Our last stop, before the airport, was Bunny’s apartment.
The neighbourhood reminded me of another I had spent my school years in. That was another city, at another time, but the elements were common and, as this view showed, enduring: a street with small shops bearing colourfully painted signboards, with green trees faded by layers of dust, with plainly-dressed middle-class people walking about, with kids playing on the street and retreating to the footpath when a vehicle passed, with partly rusted iron gates displaying a ‘No Parking Vehicle in Front of the Gate’ sign, with motorbikes, scooters and cars parked where space permitted. Bunny led us first to some shops, to buy groceries (from Kirana stores where you asked the storekeeper behind a counter for things you needed, instead of walking up aisles collecting items they wanted you to buy) and to pick up laundry (across the counter, at ‘Super Laundry’).

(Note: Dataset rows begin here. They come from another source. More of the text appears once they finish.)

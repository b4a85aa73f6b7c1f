use earbox_core::grouping::{deserialize_keyed, AssetGrouper, MemberTag};
use earbox_core::types::{GroupKey, LogLevel, ObjectKey};
use earbox_core::validation::{CompletenessSummary, GroupValidator, REQUIRED_MEMBER_COUNT};
use earbox_test_utils::{
    group_keys, open_test_stream, InMemoryLogSink, TEST_LOG_GROUP, TEST_LOG_STREAM,
};
use pretty_assertions::assert_eq;
use proptest::prelude::*;
use std::sync::Arc;

fn keys(names: &[&str]) -> Vec<ObjectKey> {
    names.iter().map(|n| ObjectKey::new(*n)).collect()
}

fn warnings(sink: &InMemoryLogSink) -> Vec<String> {
    sink.messages(TEST_LOG_GROUP, TEST_LOG_STREAM, LogLevel::Warning)
}

fn errors(sink: &InMemoryLogSink) -> Vec<String> {
    sink.messages(TEST_LOG_GROUP, TEST_LOG_STREAM, LogLevel::Error)
}

fn infos(sink: &InMemoryLogSink) -> Vec<String> {
    sink.messages(TEST_LOG_GROUP, TEST_LOG_STREAM, LogLevel::Info)
}

#[test]
fn test_complete_group_is_valid() {
    let listing = group_keys("input_folder/", "xM@session1.jpg", 6, 6);
    let grouping = AssetGrouper::new().group(&listing);

    let sink = Arc::new(InMemoryLogSink::new());
    let mut log = open_test_stream(&sink);
    let report = GroupValidator::new().validate(&grouping, &mut log);

    assert_eq!(report.summary, CompletenessSummary::AllComplete);
    let group = &report.valid[&GroupKey::new("xM@session1.jpg")];
    assert_eq!(group.primary_count(), 6);
    assert_eq!(group.secondary_count(), 6);
    assert!(warnings(&sink).is_empty());
    assert_eq!(infos(&sink), vec!["All groups have 6 V-images and 6 I-images."]);
}

#[test]
fn test_incomplete_group_is_warned_and_excluded() {
    let listing = group_keys("input_folder/", "2U@run.jpg", 5, 6);
    let grouping = AssetGrouper::new().group(&listing);

    let sink = Arc::new(InMemoryLogSink::new());
    let mut log = open_test_stream(&sink);
    let report = GroupValidator::new().validate(&grouping, &mut log);

    assert!(report.valid.is_empty());
    assert_eq!(report.summary, CompletenessSummary::NoneComplete);
    assert_eq!(
        warnings(&sink),
        vec!["Group '2U@run.jpg' does not have required count: V=5, I=6"]
    );
    assert_eq!(
        errors(&sink),
        vec!["No group has the required count of V and I images."]
    );
}

#[test]
fn test_no_matching_names_reports_single_error() {
    let listing = keys(&["input_folder/readme.txt", "input_folder/photo.jpg", "input_folder/session_para"]);
    let grouping = AssetGrouper::new().group(&listing);
    assert!(!grouping.matched_any());

    let sink = Arc::new(InMemoryLogSink::new());
    let mut log = open_test_stream(&sink);
    let report = GroupValidator::new().validate(&grouping, &mut log);

    assert_eq!(report.summary, CompletenessSummary::NoMatches);
    assert!(report.valid.is_empty());
    assert_eq!(
        errors(&sink),
        vec!["No images matched the recognition pattern in the input prefix."]
    );
    assert!(warnings(&sink).is_empty());
}

#[test]
fn test_one_over_required_count_is_incomplete() {
    let listing = group_keys("in/", "xM@big.jpg", 6, 7);
    let grouping = AssetGrouper::new().group(&listing);
    let group = grouping.get(&GroupKey::new("xM@big.jpg")).unwrap();
    assert_eq!(group.secondary_count(), 7);

    let verdict = GroupValidator::new().verdict(group);
    assert!(!verdict.is_complete);
}

#[test]
fn test_partial_summary() {
    let mut listing = group_keys("in/", "xM@a.jpg", 6, 6);
    listing.extend(group_keys("in/", "xM@b.jpg", 6, 3));
    let grouping = AssetGrouper::new().group(&listing);

    let sink = Arc::new(InMemoryLogSink::new());
    let mut log = open_test_stream(&sink);
    let report = GroupValidator::new().validate(&grouping, &mut log);

    assert_eq!(report.summary, CompletenessSummary::Partial);
    assert!(report.summary.has_valid_groups());
    assert_eq!(report.valid.len(), 1);
    assert_eq!(report.verdicts.len(), 2);
    assert_eq!(
        infos(&sink),
        vec!["Some groups are valid, some are missing images."]
    );
}

#[test]
fn test_members_keep_listing_order_and_folder() {
    let listing = keys(&[
        "in/b/V2xM@s.jpg",
        "in/a/V1xM@s.jpg",
        "in/I1xM@s.jpg",
        "in/V1xM@s.png",
        "in/v1xM@s.jpg",
        "in/V7xM@s.jpg",
        "in/V1xN@s.jpg",
    ]);
    let grouping = AssetGrouper::new().group(&listing);

    assert_eq!(grouping.len(), 1);
    let group = grouping.get(&GroupKey::new("xM@s.jpg")).unwrap();
    assert_eq!(
        group.members(MemberTag::Primary),
        &keys(&["in/b/V2xM@s.jpg", "in/a/V1xM@s.jpg"])[..]
    );
    assert_eq!(group.members(MemberTag::Secondary), &keys(&["in/I1xM@s.jpg"])[..]);
}

#[test]
fn test_group_serializes_with_marker_names() {
    let grouping = AssetGrouper::new().group(&keys(&["in/V1xM@s.jpg", "in/I2xM@s.jpg"]));
    let json = serde_json::to_value(grouping.groups()).unwrap();
    assert_eq!(
        json,
        serde_json::json!({ "xM@s.jpg": { "V": ["in/V1xM@s.jpg"], "I": ["in/I2xM@s.jpg"] } })
    );
}

#[test]
fn test_deserialized_groups_keep_their_keys() {
    let grouping = AssetGrouper::new().group(&keys(&["in/V1xM@s.jpg", "in/I2xM@s.jpg", "in/V1xM@t.jpg"]));
    let json = serde_json::to_value(grouping.groups()).unwrap();

    let restored = deserialize_keyed(json).unwrap();
    assert_eq!(&restored, grouping.groups());
    for (key, group) in &restored {
        assert_eq!(group.group_key(), key);
    }
}

fn member_name() -> impl Strategy<Value = String> {
    (
        prop_oneof![Just('V'), Just('I')],
        1..=6u8,
        prop_oneof![Just("xM".to_string()), (0..=9u8).prop_map(|d| format!("{d}U"))],
        prop_oneof![Just("a"), Just("b"), Just("c")],
    )
        .prop_map(|(marker, digit, second, session)| format!("in/{marker}{digit}{second}@{session}.jpg"))
}

proptest! {
    #[test]
    fn prop_grouping_is_deterministic(names in proptest::collection::vec(member_name(), 0..40)) {
        let listing: Vec<ObjectKey> = names.into_iter().map(ObjectKey::new).collect();
        let first = AssetGrouper::new().group(&listing);
        let second = AssetGrouper::new().group(&listing);
        prop_assert_eq!(&first, &second);

        let members: usize = first
            .groups()
            .values()
            .map(|g| g.primary_count() + g.secondary_count())
            .sum();
        prop_assert_eq!(members, listing.len());
    }

    #[test]
    fn prop_valid_groups_have_exact_counts(names in proptest::collection::vec(member_name(), 0..60)) {
        let listing: Vec<ObjectKey> = names.into_iter().map(ObjectKey::new).collect();
        let grouping = AssetGrouper::new().group(&listing);

        let sink = Arc::new(InMemoryLogSink::new());
        let mut log = open_test_stream(&sink);
        let report = GroupValidator::new().validate(&grouping, &mut log);

        for group in report.valid.values() {
            prop_assert_eq!(group.primary_count(), REQUIRED_MEMBER_COUNT);
            prop_assert_eq!(group.secondary_count(), REQUIRED_MEMBER_COUNT);
        }
        let incomplete = grouping.len() - report.valid.len();
        prop_assert_eq!(warnings(&sink).len(), incomplete);
    }
}

#[test]
fn test_single_group_missing_one_secondary() {
    let mut listing = group_keys("", "xM@a.jpg", 6, 6);
    listing.retain(|k| k.as_str() != "I4xM@a.jpg");
    let grouping = AssetGrouper::new().group(&listing);
    assert!(grouping.matched_any());

    let sink = Arc::new(InMemoryLogSink::new());
    let mut log = open_test_stream(&sink);
    let report = GroupValidator::new().validate(&grouping, &mut log);

    assert!(report.valid.is_empty());
    assert_eq!(
        warnings(&sink),
        vec!["Group 'xM@a.jpg' does not have required count: V=6, I=5"]
    );
    assert_eq!(errors(&sink).len(), 1);
}
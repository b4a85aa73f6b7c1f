//! Error types for earbox
//!
//! Soft failures (one unreadable image, one incomplete group, an unreachable
//! log sink) never surface as errors; components record them and carry on.
//! The types here cover collaborator failures and the hard failures that end
//! an orchestration action.

use crate::types::{InstanceId, InstanceState, LifecycleState};

/// Remote object storage failures
#[derive(Debug, Clone, PartialEq, Eq, thiserror::Error)]
pub enum StorageError {
    /// Bucket does not exist
    #[error("no such bucket: {0}")]
    NoSuchBucket(String),

    /// Object does not exist
    #[error("no such key: {bucket}/{key}")]
    NoSuchKey {
        /// Bucket searched
        bucket: String,
        /// Missing key
        key: String,
    },

    /// Caller may not read or write the object
    #[error("access denied: {0}")]
    AccessDenied(String),

    /// Listing resumed with a token the store did not issue
    #[error("invalid continuation token: {0}")]
    InvalidContinuation(String),

    /// Store could not be reached
    #[error("storage unavailable: {0}")]
    Unavailable(String),
}

/// Compute provider failures
#[derive(Debug, Clone, PartialEq, Eq, thiserror::Error)]
pub enum ProviderError {
    /// No instance with this id
    #[error("instance not found: {0}")]
    InstanceNotFound(InstanceId),

    /// Instance settled in a state other than running
    #[error("instance {instance_id} did not reach running state (state: {state})")]
    NeverRunning {
        /// Instance waited on
        instance_id: InstanceId,
        /// State it settled in
        state: LifecycleState,
    },

    /// Wait deadline passed
    #[error("timed out after {timeout_secs}s waiting for {instance_id} to run")]
    WaitTimedOut {
        /// Instance waited on
        instance_id: InstanceId,
        /// Deadline that passed
        timeout_secs: u64,
    },

    /// Any other rejected request
    #[error("provider request failed: {0}")]
    Request(String),
}

/// Remote command channel failures
#[derive(Debug, Clone, PartialEq, Eq, thiserror::Error)]
pub enum ChannelError {
    /// Instance has no agent to run commands
    #[error("no execution agent registered on {0}")]
    AgentNotRegistered(InstanceId),

    /// Caller may not send commands
    #[error("access denied: {0}")]
    AccessDenied(String),

    /// Any other rejected request
    #[error("command request failed: {0}")]
    Request(String),
}

/// Log sink failures
#[derive(Debug, Clone, PartialEq, Eq, thiserror::Error)]
pub enum SinkError {
    /// Append carried a stale or missing delivery token
    #[error("invalid sequence token (expected {expected:?})")]
    InvalidSequenceToken {
        /// Token the sink expected, if any
        expected: Option<String>,
    },

    /// Stream was never created
    #[error("log stream not found: {group}/{stream}")]
    StreamNotFound {
        /// Log group
        group: String,
        /// Stream within the group
        stream: String,
    },

    /// Sink could not be reached
    #[error("log sink unavailable: {0}")]
    Unavailable(String),
}

/// Role assumption failures
#[derive(Debug, Clone, PartialEq, Eq, thiserror::Error)]
pub enum CredentialError {
    /// Role assumption was refused
    #[error("failed to assume role {role_arn}: {reason}")]
    AssumeRole {
        /// Role requested
        role_arn: String,
        /// Refusal reason
        reason: String,
    },
}

/// Configuration errors
#[derive(Debug, thiserror::Error)]
pub enum ConfigError {
    /// A required setting is absent or empty
    #[error("missing required setting: {0}")]
    Missing(&'static str),

    /// Config file could not be read
    #[error("failed to read {path}: {source}")]
    Io {
        /// File path
        path: String,
        /// Underlying error
        #[source]
        source: std::io::Error,
    },

    /// Config file is not valid JSON for the expected shape
    #[error("invalid configuration: {0}")]
    Parse(#[from] serde_json::Error),
}

/// Illegal orchestration state transitions
#[derive(Debug, Clone, PartialEq, Eq, thiserror::Error)]
pub enum StateMachineError {
    /// Transition not in the allowed table
    #[error("illegal transition {from:?} -> {to:?}")]
    IllegalTransition {
        /// Current state
        from: InstanceState,
        /// Requested state
        to: InstanceState,
    },
}

/// Hard failures that end an orchestration action
#[derive(Debug, thiserror::Error)]
pub enum OrchestratorError {
    /// Deployment settings are missing or invalid
    #[error("configuration error: {0}")]
    Config(#[from] ConfigError),

    /// Automation session could not be established
    #[error("credentials error: {0}")]
    Credentials(#[from] CredentialError),

    /// Instance creation or the wait for it to run failed
    #[error("launch failed: {0}")]
    LaunchFailed(#[source] ProviderError),

    /// Named instance could not be described
    #[error("failed to get instance {instance_id}: {reason}")]
    InstanceNotFound {
        /// Instance requested
        instance_id: InstanceId,
        /// Provider's explanation
        reason: String,
    },

    /// Named instance exists but is not running
    #[error("instance {instance_id} is not running (state: {state})")]
    NotRunning {
        /// Instance requested
        instance_id: InstanceId,
        /// State it is in
        state: LifecycleState,
    },

    /// Command channel rejected the dispatch
    #[error("failed to run command on {instance_id}: {source}")]
    DispatchFailed {
        /// Target instance
        instance_id: InstanceId,
        /// Channel failure
        #[source]
        source: ChannelError,
    },

    /// Orchestration attempted an illegal step
    #[error("state machine error: {0}")]
    StateMachine(#[from] StateMachineError),
}

impl OrchestratorError {
    /// Launches always create a new resource, so the caller may retry them
    /// by recreation. Actions on a named instance are never retried.
    #[inline]
    #[must_use]
    pub fn is_retryable(&self) -> bool {
        matches!(self, Self::LaunchFailed(_))
    }

    /// Whether the failure happened before any provider call
    #[inline]
    #[must_use]
    pub fn is_configuration(&self) -> bool {
        matches!(self, Self::Config(_) | Self::Credentials(_))
    }

    /// The state the invocation ended in, if it got past session setup
    #[must_use]
    pub fn terminal_state(&self) -> Option<InstanceState> {
        match self {
            Self::LaunchFailed(_) => Some(InstanceState::LaunchFailed),
            Self::InstanceNotFound { .. } | Self::NotRunning { .. } => {
                Some(InstanceState::NotFound)
            }
            Self::DispatchFailed { .. } => Some(InstanceState::DispatchFailed),
            Self::Config(_) | Self::Credentials(_) | Self::StateMachine(_) => None,
        }
    }
}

I remember little about the apartment. My vision is clouded by the list of titles on her large bookshelf I found myself scanning, without shame, in an obsessive manner and in ignorance of my host and Bips. Every now and then, when I pulled out a title from the shelf, Bunny would comment on the work and its author, and go on to recommend this or that related work in the same or related genre, by that author or another one. (If you detect a hint of exaggeration in this, set the thought aside. Her recent post about the challenges of organizing a large bookshelf speaks volumes on her appetite, curiosity and range.)
Chai and snacks were served. We discussed books and authors. Soon, too soon, it was time to leave. So the weekend ended the way it had begun, with a visit that captured the essence of this Mumbai trip: an appetiser, an experience that only scratched the surface and left me longing for more.